Subject: _delay: and SCSI
To: None <port-sun3@NetBSD.ORG>
From: Michael Richardson <mcr@latour.sandelman.ocunix.on.ca>
List: port-sun3
Date: 12/04/1995 23:42:12
  The comments in the ncr5380 code says that we get screwed because
delay takes a lot longer than it should.
  Looking at the code, I can sort of see why, but not entirely.
  sun3_startup.c:sun3_verify_hardware() sets cpuspeed=20. Right.

  At 20Mhz, a CPU cycle takes 50ns. Working things through, I see
things work out properly. (I wrote three paragraphs and then noticed
that the subql is taking 8 off each time). 

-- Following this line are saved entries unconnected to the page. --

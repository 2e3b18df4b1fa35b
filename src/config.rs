use serde::{Deserialize, Serialize};
use std::path::PathBuf;
use std::str::FromStr;

use crate::models::Category;

#[derive(Debug, Clone, Serialize, Deserialize)]
pub struct Config {
    /// Where collections and the source ledger are stored
    pub data_dir: PathBuf,
    /// Server bind address
    pub bind_addr: String,
    /// LLM provider configuration
    pub llm: LlmConfig,
    /// Chunking and retrieval settings
    pub rag: RagConfig,
    /// Generation bounds and worker pool size
    pub generation: GenerationConfig,
    /// Content extraction settings
    pub extract: ExtractConfig,
}

/// How categories map onto durable collections.
#[derive(Debug, Clone, Copy, PartialEq, Eq, Serialize, Deserialize)]
#[serde(rename_all = "snake_case")]
pub enum CollectionMode {
    /// One collection directory per category.
    PerCategory,
    /// One shared collection; the category is still enforced as a filter.
    Single,
}

impl FromStr for CollectionMode {
    type Err = String;

    fn from_str(s: &str) -> Result<Self, Self::Err> {
        match s.trim().to_lowercase().as_str() {
            "per_category" | "category" => Ok(CollectionMode::PerCategory),
            "single" => Ok(CollectionMode::Single),
            other => Err(format!("unknown collection mode: {other}")),
        }
    }
}

#[derive(Debug, Clone, Serialize, Deserialize)]
pub struct LlmConfig {
    /// "ollama" or "openai"
    pub provider: String,
    /// Base URL for the LLM API
    pub base_url: String,
    /// Model name for answer generation
    pub chat_model: String,
    /// Model name for embeddings
    pub embedding_model: String,
    /// API key (only needed for cloud providers)
    pub api_key: Option<String>,
    /// Embedding vector dimension
    pub embedding_dim: usize,
}

#[derive(Debug, Clone, Serialize, Deserialize)]
pub struct RagConfig {
    pub collection_mode: CollectionMode,
    /// `tokenizer.json` of the embedding model. Falls back to word tokens when unset.
    pub tokenizer_path: Option<PathBuf>,
    /// Chunk window, in tokens
    pub chunk_size: usize,
    /// Tokens shared with the previous chunk
    pub chunk_overlap: usize,
    pub default_k: usize,
    pub max_k: usize,
    /// Candidate pool handed to MMR selection
    pub fetch_k: usize,
    /// MMR weight: 1.0 = pure similarity, 0.0 = pure diversity
    pub diversity_weight: f32,
    /// Minimum query similarity a source needs to survive filtering
    pub similarity_threshold: f32,
}

#[derive(Debug, Clone, Serialize, Deserialize)]
pub struct GenerationConfig {
    pub max_length: u32,
    pub temperature: f32,
    pub top_p: f32,
    /// Concurrent generations allowed per model instance
    pub max_concurrent: usize,
    pub timeout_secs: u64,
}

#[derive(Debug, Clone, Serialize, Deserialize)]
pub struct ExtractConfig {
    pub timeout_secs: u64,
    /// Text blocks shorter than this (in chars) are dropped
    pub min_text_length: usize,
    pub user_agent: String,
    /// Extracted documents kept in memory; 0 disables the cache
    pub cache_size: usize,
}

impl Default for Config {
    fn default() -> Self {
        Self {
            data_dir: PathBuf::from("./data"),
            bind_addr: "127.0.0.1:8000".to_string(),
            llm: LlmConfig::default(),
            rag: RagConfig::default(),
            generation: GenerationConfig::default(),
            extract: ExtractConfig::default(),
        }
    }
}

impl Default for LlmConfig {
    fn default() -> Self {
        Self {
            provider: "ollama".to_string(),
            base_url: "http://localhost:11434".to_string(),
            chat_model: "llama3.2:1b".to_string(),
            embedding_model: "all-minilm".to_string(),
            api_key: None,
            embedding_dim: 384,
        }
    }
}

impl Default for RagConfig {
    fn default() -> Self {
        Self {
            collection_mode: CollectionMode::PerCategory,
            tokenizer_path: None,
            chunk_size: 256,
            chunk_overlap: 32,
            default_k: 3,
            max_k: 20,
            fetch_k: 20,
            diversity_weight: 0.5,
            similarity_threshold: 0.5,
        }
    }
}

impl Default for GenerationConfig {
    fn default() -> Self {
        Self {
            max_length: 300,
            temperature: 0.7,
            top_p: 0.9,
            max_concurrent: 1,
            timeout_secs: 120,
        }
    }
}

impl Default for ExtractConfig {
    fn default() -> Self {
        Self {
            timeout_secs: 10,
            min_text_length: 50,
            user_agent: "Mozilla/5.0 (Windows NT 10.0; Win64; x64) AppleWebKit/537.36"
                .to_string(),
            cache_size: 100,
        }
    }
}

fn env_parse<T: FromStr>(key: &str) -> Option<T> {
    std::env::var(key).ok().and_then(|v| v.trim().parse().ok())
}

impl Config {
    pub fn from_env() -> Self {
        let mut config = Self::default();

        if let Ok(dir) = std::env::var("RAG_DATA_DIR") {
            config.data_dir = PathBuf::from(dir);
        }
        if let Ok(addr) = std::env::var("RAG_BIND_ADDR") {
            config.bind_addr = addr;
        }

        if let Ok(provider) = std::env::var("LLM_PROVIDER") {
            config.llm.provider = provider;
        }
        if let Ok(url) = std::env::var("LLM_BASE_URL") {
            config.llm.base_url = url;
        }
        if let Ok(model) = std::env::var("LLM_CHAT_MODEL") {
            config.llm.chat_model = model;
        }
        if let Ok(model) = std::env::var("LLM_EMBEDDING_MODEL") {
            config.llm.embedding_model = model;
        }
        if let Ok(key) = std::env::var("LLM_API_KEY") {
            config.llm.api_key = Some(key);
        }
        if let Some(dim) = env_parse("LLM_EMBEDDING_DIM") {
            config.llm.embedding_dim = dim;
        }

        if let Some(mode) = env_parse("RAG_COLLECTION_MODE") {
            config.rag.collection_mode = mode;
        }
        if let Ok(path) = std::env::var("RAG_TOKENIZER_PATH") {
            config.rag.tokenizer_path = Some(PathBuf::from(path));
        }
        if let Some(v) = env_parse("RAG_CHUNK_SIZE") {
            config.rag.chunk_size = v;
        }
        if let Some(v) = env_parse("RAG_CHUNK_OVERLAP") {
            config.rag.chunk_overlap = v;
        }
        if let Some(v) = env_parse("RAG_DEFAULT_K") {
            config.rag.default_k = v;
        }
        if let Some(v) = env_parse("RAG_MAX_K") {
            config.rag.max_k = v;
        }
        if let Some(v) = env_parse("RAG_FETCH_K") {
            config.rag.fetch_k = v;
        }
        if let Some(v) = env_parse("RAG_DIVERSITY_WEIGHT") {
            config.rag.diversity_weight = v;
        }
        if let Some(v) = env_parse("RAG_SIMILARITY_THRESHOLD") {
            config.rag.similarity_threshold = v;
        }

        if let Some(v) = env_parse("GEN_MAX_LENGTH") {
            config.generation.max_length = v;
        }
        if let Some(v) = env_parse("GEN_TEMPERATURE") {
            config.generation.temperature = v;
        }
        if let Some(v) = env_parse("GEN_TOP_P") {
            config.generation.top_p = v;
        }
        if let Some(v) = env_parse("GEN_MAX_CONCURRENT") {
            config.generation.max_concurrent = v;
        }
        if let Some(v) = env_parse::<u64>("GEN_TIMEOUT_SECS") {
            config.generation.timeout_secs = v.max(1);
        }

        if let Some(v) = env_parse("EXTRACT_TIMEOUT_SECS") {
            config.extract.timeout_secs = v;
        }
        if let Some(v) = env_parse("EXTRACT_MIN_TEXT_LEN") {
            config.extract.min_text_length = v;
        }
        if let Ok(ua) = std::env::var("EXTRACT_USER_AGENT") {
            config.extract.user_agent = ua;
        }
        if let Some(v) = env_parse("EXTRACT_CACHE_SIZE") {
            config.extract.cache_size = v;
        }

        config
    }

    /// Reject settings the pipeline cannot run with.
    pub fn validate(&self) -> anyhow::Result<()> {
        let rag = &self.rag;
        if rag.chunk_size == 0 {
            anyhow::bail!("chunk_size must be greater than zero");
        }
        if rag.chunk_overlap >= rag.chunk_size {
            anyhow::bail!(
                "chunk_overlap ({}) must be smaller than chunk_size ({})",
                rag.chunk_overlap,
                rag.chunk_size
            );
        }
        if rag.max_k == 0 || rag.default_k == 0 || rag.default_k > rag.max_k {
            anyhow::bail!("default_k must be within 1..={}", rag.max_k);
        }
        if !(0.0..=1.0).contains(&rag.diversity_weight) {
            anyhow::bail!("diversity_weight must be within [0, 1]");
        }
        if !(0.0..=1.0).contains(&rag.similarity_threshold) {
            anyhow::bail!("similarity_threshold must be within [0, 1]");
        }
        if !(self.generation.top_p > 0.0 && self.generation.top_p <= 1.0) {
            anyhow::bail!("top_p must be within (0, 1]");
        }
        if self.generation.max_concurrent == 0 {
            anyhow::bail!("generation pool needs at least one slot");
        }
        if self.llm.embedding_dim == 0 {
            anyhow::bail!("embedding_dim must be greater than zero");
        }
        Ok(())
    }

    pub fn collections_dir(&self) -> PathBuf {
        self.data_dir.join("collections")
    }

    /// Directory holding the durable collection a category is stored in.
    pub fn collection_dir(&self, category: Category) -> PathBuf {
        match self.rag.collection_mode {
            CollectionMode::PerCategory => self.collections_dir().join(category.as_str()),
            CollectionMode::Single => self.collections_dir().join("default"),
        }
    }

    pub fn ledger_path(&self) -> PathBuf {
        self.data_dir.join("sources.json")
    }
}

  If the overhead is 80 = 10 loops @ 400ns = 4us, isn't a great deal
of this overhead having to do with the multiplication? Alas, I don't
think my good old 68000 timing charts will help me here. 
  The comment indicates that the minimum delay is about 5 us. By the
time you do the multiplication, manipulate the stack, I can see why.
How important is this to the scsi code?

  Instead of multiplying, why not put one loop in another? Hmm. Let's see.
  e.g: (please excuse my rusty motorola syntax 68k)

	.globl	_delay
_delay:
	| d0 = usec
	| d1 = _cpuspeed
	movel	_cpuspeed,d1
	| save it somewhere safe
	movel	sp@(4),a0
	subql	#1,d1
	| subtract some overhead (number to be determined)
	moveq	#80,d1
	subl	d1,d0
Ldelay2:
	movel	a0,d0
| This loop takes 8 clocks per cycle.
Ldelay:
	subql	#8,d0
	jgt	Ldelay
	dbf	d1,Ldelay2
	rts

  This adds 8 clock ticks per Mhz of CPU. 
  That is the actual delay is _cpuspeed*8/_cpuspeed=8 us longer than
expected. Hmm. No much better. 
  Perhaps we need a dispatch table with a _cpuspeed=16,20,25 Mhz _smalldelay()?